Narrativas ancestrais

Gakaman Surui (sentado na rede) fala apenas em tupi mondé. Mesmo sem entender uma só palavra, é possível notar a solenidade do que ele diz pela voz rouca e muito baixa. O senhor de 74 anos é um dos poucos que se lembram da vida antes do contato. "Ele diz que era um tempo em que as pessoas eram mais felizes, havia muitas festas", traduz o professor Luiz (em pé, de camiseta verde).

A transmissão oral marca a cultura da maior parte dos povos indígenas. É ela a principal fonte de conhecimento para os alunos de Luiz. Em tupi mondé, eles entrevistaram os mais velhos da aldeia para conhecer as tradições mais antigas. A busca das tradições também é a fonte de maior resistência contra o projeto: alguns pais da aldeia acreditavam que não era necessário tratar da cultura local na escola, porque a família se encarregaria de transmiti-la. "Mas isso não ocorre mais como antigamente. Se a escola não tratar as tradições, elas se perdem", aponta Maria Barcellos, indigenista que trabalha com os surui desde a década de 1970

Em sala, dois mundos  

"O esforço da escola indígena hoje é conjugar os saberes tradicionais com  os conhecimentos escolares", defende Rita Potiguara. Luiz faz isso ao não limitar seu  trabalho ao conhecimento local. Os jovens de 6º ao 9º ano fizeram mapas da aldeia e uma maquete sobre a construção tradicional. Também discutiram conceitos geográficos curriculares. Um deles foi o de lugar, definido como a junção entre a paisagem (tudo aquilo que está ao alcance da visão) com os vínculos estabelecidos com ela.

Antes do projeto de Luiz, a aldeia Gãpgir era, para os jovens paiter surui, um lugar diferente do que é hoje.

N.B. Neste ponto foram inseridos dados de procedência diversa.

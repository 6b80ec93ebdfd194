//! Products

use std::fmt::{Display, Formatter, Result as FmtResult};

use serde::{Deserialize, Serialize};

/// Opaque product identifier.
///
/// Stable join key between a cart line, the catalogue and the corresponding
/// server-side cart line.
#[derive(Debug, Clone, PartialEq, Eq, Hash, PartialOrd, Ord, Serialize, Deserialize)]
#[serde(transparent)]
pub struct ProductId(String);

impl ProductId {
    /// Creates a new product identifier.
    pub fn new(id: impl Into<String>) -> Self {
        Self(id.into())
    }

    /// Returns the identifier as a string slice.
    #[must_use]
    pub fn as_str(&self) -> &str {
        &self.0
    }
}

impl Display for ProductId {
    fn fmt(&self, f: &mut Formatter<'_>) -> FmtResult {
        Display::fmt(&self.0, f)
    }
}

impl From<&str> for ProductId {
    fn from(value: &str) -> Self {
        Self::new(value)
    }
}

impl From<String> for ProductId {
    fn from(value: String) -> Self {
        Self(value)
    }
}
impl<S, O> CartSyncEngine<S, O>
where
    S: RemoteCartStore,
    O: StockOracle,
{
    /// Creates an engine over the given collaborators and cache.
    pub fn new(store: S, oracle: O, cache: LocalCartCache) -> Self {
        Self {
            store,
            oracle,
            cache,
            error: Mutex::new(None),
            in_flight: AtomicUsize::new(0),
        }
    }

    /// Fetches the remote snapshot, validates every line against the stock
    /// oracle and replaces the local cart wholesale.
    ///
    /// Lines that fail validation are deactivated with a stock error and
    /// reported back to the server (best-effort). When any line was
    /// deactivated a single global advisory is raised rather than one error
    /// per line.
    ///
    /// # Errors
    ///
    /// Returns [`CartSyncError::Load`] when the snapshot fetch fails; the
    /// local cache is left untouched.
    #[tracing::instrument(skip(self))]
    pub async fn load_from_remote(&self) -> Result<Cart, CartSyncError> {
        let _in_flight = self.begin_op();

        let snapshot = match self.store.get().await {
            Ok(snapshot) => snapshot,
            Err(err) => {
                self.set_error(LOAD_FAILED);
                return Err(CartSyncError::Load(err));
            }
        };

        // fold any server-side duplicates into one line per product before
        // validation
        let mut cart = Cart::new();
        for remote in snapshot.lines {
            if cart.line(&remote.product_id).is_some() {
                warn!(product = %remote.product_id, "duplicate line in remote snapshot; merging");
            }

            let mut line = CartLine::new(
                remote.product_id,
                remote.name,
                remote.unit_price,
                remote.quantity,
            );
            line.image_url = remote.image_url;
            line.slug = remote.slug;
            line.server_line_id = Some(remote.id);

            cart.add_or_merge(line);
        }

        let mut deactivated = Vec::new();
        for line in cart.lines_mut() {
            match self.oracle.check(&line.product_id).await {
                Ok(stock) => {
                    if apply_stock(line, stock) {
                        debug!(product = %line.product_id, "line deactivated during reconciliation");
                        if let Some(id) = line.server_line_id {
                            deactivated.push(id);
                        }
                    }
                }
                Err(err) => {
                    warn!(
                        product = %line.product_id,
                        error = %err,
                        "stock lookup failed; stock level left unknown"
                    );
                }
            }
        }

        for id in &deactivated {
            if let Err(err) = self.store.mark_line_inactive(*id, false).await {
                warn!(line = %id, error = %err, "failed to report inactive line to server");
            }
        }

        self.cache.write(cart.clone());

        if !deactivated.is_empty() {
            self.set_error(STOCK_CHANGED);
        }

        Ok(cart)
    }

    /// Adds a product to the cart, merging into an existing line for the same
    /// product.
    ///
    /// The merge is applied and persisted before the remote call returns.
    /// The add is rejected up front, without touching the cart, when a stock
    /// hint or a previously learned stock level shows the combined quantity
    /// is not sellable. Adding zero units is a no-op. On a stock-classified
    /// remote failure the line is kept but deactivated in place; on any
    /// other failure the pre-mutation cart is restored and a global error
    /// raised.
    ///
    /// # Errors
    ///
    /// Returns [`CartSyncError::Stock`] for stock conflicts and
    /// [`CartSyncError::Sync`] for other remote failures. Both are re-thrown
    /// so the caller can show transient feedback.
    #[tracing::instrument(skip(self, new), fields(product = %new.product_id))]
    pub async fn add_line(
        &self,
        new: NewLine,
        quantity: u32,
        stock_hint: Option<StockLevel>,
    ) -> Result<(), CartSyncError> {
        if quantity == 0 {
            debug!(product = %new.product_id, "add requested with zero quantity; nothing to do");
            return Ok(());
        }

        let _in_flight = self.begin_op();

        let before = self.cache.read();
        let existing = before.line(&new.product_id);
        let held = existing.map_or(0, |line| line.quantity);

        // the pre-flight limit is the tightest level known: the caller's
        // hint and whatever the line already learned from the server
        let known = match (
            stock_hint.map(StockLevel::available),
            existing.and_then(|line| line.available_stock),
        ) {
            (Some(hint), Some(stored)) => Some(hint.min(stored)),
            (hint, stored) => hint.or(stored),
        };

        if let Some(available) = known {
            if available == 0 {
                return Err(CartSyncError::Stock {
                    message: format!("{} is out of stock", new.name),
                    available: Some(0),
                });
            }

            if held.saturating_add(quantity) > available {
                return Err(CartSyncError::Stock {
                    message: format!(
                        "only {available} available; you already have {held} in your cart"
                    ),
                    available: Some(available),
                });
            }
        }

        let product = new.product_id.clone();

        let mut line = CartLine::new(new.product_id, new.name, new.unit_price, quantity);
        line.image_url = new.image_url;
        line.slug = new.slug;
        line.available_stock = stock_hint.map(StockLevel::available);

        let mut cart = before.clone();
        cart.add_or_merge(line);
        self.cache.write(cart);

        match self.store.add_item(&product, quantity).await {
            Ok(line_id) => {
                let mut cart = self.cache.read();
                if let Some(line) = cart.line_mut(&product) {
                    line.server_line_id = Some(line_id);
                }
                self.cache.write(cart);

                Ok(())
            }
            Err(RemoteCartError::Stock { message, available }) => {
                // the line stays visible so the user can adjust it
                let mut cart = self.cache.read();
                if let Some(line) = cart.line_mut(&product) {
                    line.deactivate(message.clone(), available);
                }
                self.cache.write(cart);

                Err(CartSyncError::Stock { message, available })
            }
            Err(err) => {
                self.cache.write(before);
                self.set_error(SYNC_FAILED);

                Err(CartSyncError::Sync(err))
            }
        }
    }

    /// Sets the quantity of an existing line. A quantity of zero removes the
    /// line.
    ///
    /// A known stock level below the requested quantity rejects the change
    /// locally, clamping the line to the sellable amount and deactivating it;
    /// no remote call is made. Otherwise the new quantity is applied
    /// optimistically and pushed to the server, resolving the server line id
    /// via a fresh snapshot when it is not yet known; a failed snapshot
    /// fetch is reported as a sync failure.
    ///
    /// On a non-stock remote failure the optimistic quantity is retained; the
    /// next full reconciliation recovers it.
    ///
    /// # Errors
    ///
    /// Returns [`CartSyncError::LineNotFound`] when the product has no line,
    /// [`CartSyncError::Stock`] for stock conflicts and
    /// [`CartSyncError::Sync`] for other remote failures.
    #[tracing::instrument(skip(self))]
    pub async fn update_quantity(
        &self,
        product: &ProductId,
        quantity: u32,
    ) -> Result<(), CartSyncError> {
        if quantity == 0 {
            return self.remove_line(product).await;
        }

        let _in_flight = self.begin_op();

        let mut cart = self.cache.read();
        let Some(line) = cart.line_mut(product) else {
            return Err(CartSyncError::LineNotFound(product.clone()));
        };

        if let Some(available) = line.available_stock {
            if quantity > available {
                // clamp to the sellable amount; a zero level keeps the held
                // quantity visible since no valid quantity exists
                let message = if available == 0 {
                    format!("{} is no longer available", line.name)
                } else {
                    line.quantity = available;
                    format!("only {available} available")
                };
                line.deactivate(message.clone(), Some(available));
                self.cache.write(cart);

                return Err(CartSyncError::Stock {
                    message,
                    available: Some(available),
                });
            }
        }

        line.quantity = quantity;
        line.reactivate();
        let known_id = line.server_line_id;
        self.cache.write(cart);

        let line_id = match known_id {
            Some(id) => Some(id),
            None => match self.resolve_line_id(product).await {
                Ok(id) => id,
                Err(err) => {
                    self.set_error(SYNC_FAILED);
                    return Err(CartSyncError::Sync(err));
                }
            },
        };

        let Some(line_id) = line_id else {
            debug!(product = %product, "no server-side line; skipping remote update");
            return Ok(());
        };

        match self.store.update_item(line_id, quantity).await {
            Ok(()) => Ok(()),
            Err(RemoteCartError::Stock { message, available }) => {
                // the requested quantity stays visible so the user can see
                // what failed
                let mut cart = self.cache.read();
                if let Some(line) = cart.line_mut(product) {
                    line.deactivate(message.clone(), available);
                }
                self.cache.write(cart);

                Err(CartSyncError::Stock { message, available })
            }
            Err(err) => {
                self.set_error(SYNC_FAILED);

                Err(CartSyncError::Sync(err))
            }
        }
    }

    /// Removes the line for the given product. Removing an absent product is
    /// a no-op.
    ///
    /// The local removal is one-way: a failed remote removal raises a global
    /// error but never resurrects the line.
    ///
    /// # Errors
    ///
    /// Returns [`CartSyncError::Sync`] when the remote removal, or the
    /// snapshot fetch resolving the server line id, fails.
    #[tracing::instrument(skip(self))]
    pub async fn remove_line(&self, product: &ProductId) -> Result<(), CartSyncError> {
        let _in_flight = self.begin_op();

        let mut cart = self.cache.read();
        let Some(removed) = cart.remove(product) else {
            debug!(product = %product, "remove requested for a product not in the cart");
            return Ok(());
        };
        self.cache.write(cart);

        let line_id = match removed.server_line_id {
            Some(id) => Some(id),
            None => match self.resolve_line_id(product).await {
                Ok(id) => id,
                Err(err) => {
                    self.set_error(SYNC_FAILED);
                    return Err(CartSyncError::Sync(err));
                }
            },
        };

        let Some(line_id) = line_id else {
            return Ok(());
        };

        if let Err(err) = self.store.remove_item(line_id).await {
            self.set_error(SYNC_FAILED);
            return Err(CartSyncError::Sync(err));
        }

        Ok(())
    }

    /// Empties the cart locally and remotely.
    ///
    /// The local cart stays empty even when the remote clear fails; the next
    /// full reconciliation re-syncs if the clear did not take server-side.
    ///
    /// # Errors
    ///
    /// Returns [`CartSyncError::Sync`] when the remote clear fails.
    #[tracing::instrument(skip(self))]
    pub async fn clear_cart(&self) -> Result<(), CartSyncError> {
        let _in_flight = self.begin_op();

        self.cache.write(Cart::new());

        if let Err(err) = self.store.clear().await {
            self.set_error(SYNC_FAILED);
            return Err(CartSyncError::Sync(err));
        }

        Ok(())
    }

    /// Resolves a line's stock error by adjusting the line into a valid
    /// state rather than just hiding the message.
    ///
    /// With a known positive stock level the line is clamped to it; with a
    /// confirmed-zero level the line is removed; with an unknown level the
    /// error is cleared and the line reactivated as-is, to be re-validated by
    /// the next full reconciliation. A line without a stock error is left
    /// untouched.
    ///
    /// # Errors
    ///
    /// Propagates errors from the underlying quantity update or removal.
    #[tracing::instrument(skip(self))]
    pub async fn resolve_line_error(&self, product: &ProductId) -> Result<(), CartSyncError> {
        let cart = self.cache.read();
        let Some(line) = cart.line(product) else {
            return Ok(());
        };

        if line.is_active && line.stock_error.is_none() {
            return Ok(());
        }

        match line.available_stock {
            Some(0) => self.remove_line(product).await,
            Some(available) => self.update_quantity(product, available).await,
            None => {
                let mut cart = cart;
                if let Some(line) = cart.line_mut(product) {
                    // stock is re-validated on the next full reconciliation
                    line.reactivate();
                }
                self.cache.write(cart);

                Ok(())
            }
        }
    }

    /// Returns a clone of the current cart.
    #[must_use]
    pub fn cart(&self) -> Cart {
        self.cache.read()
    }

    /// Subtotal over checkout-eligible lines.
    #[must_use]
    pub fn subtotal(&self) -> Decimal {
        self.cache.read().subtotal()
    }

    /// Total quantity across all lines.
    #[must_use]
    pub fn total_items(&self) -> u32 {
        self.cache.read().total_items()
    }

    /// The checkout-eligible lines.
    #[must_use]
    pub fn active_lines(&self) -> Vec<CartLine> {
        self.cache.read().active_lines().cloned().collect()
    }

    /// The current global advisory message, if any.
    #[must_use]
    pub fn error(&self) -> Option<String> {
        self.error
            .lock()
            .unwrap_or_else(PoisonError::into_inner)
            .clone()
    }

    /// Dismisses the global advisory message.
    pub fn clear_error(&self) {
        *self.error.lock().unwrap_or_else(PoisonError::into_inner) = None;
    }

    /// Whether any engine operation is currently in flight.
    #[must_use]
    pub fn is_loading(&self) -> bool {
        self.in_flight.load(Ordering::SeqCst) > 0
    }

    async fn resolve_line_id(
        &self,
        product: &ProductId,
    ) -> Result<Option<LineId>, RemoteCartError> {
        let snapshot = self.store.get().await?;

        Ok(snapshot
            .lines
            .iter()
            .find(|line| &line.product_id == product)
            .map(|line| line.id))
    }

    fn begin_op(&self) -> InFlightGuard<'_> {
        self.in_flight.fetch_add(1, Ordering::SeqCst);
        InFlightGuard {
            counter: &self.in_flight,
        }
    }

    fn set_error(&self, message: &str) {
        *self.error.lock().unwrap_or_else(PoisonError::into_inner) = Some(message.to_owned());
    }
}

A reflexão sobre os costumes e a história local ressignificou a relação dos estudantes com aquela comunidade e com a própria identidade indígena. O museu construído por eles atraiu visitantes interessados pela cultura deles, ajudou na renda das famílias - muitas aproveitam as visitas para fazer a venda  de artesanatos - e despertou a vontade  de saber mais sobre o povo. "Depois do projeto, decidi pesquisar sobre as pinturas corporais. Quando recebemos visitantes, explico o significado delas e pinto o rosto dos turistas", conta Oyeti Surui, 16 anos.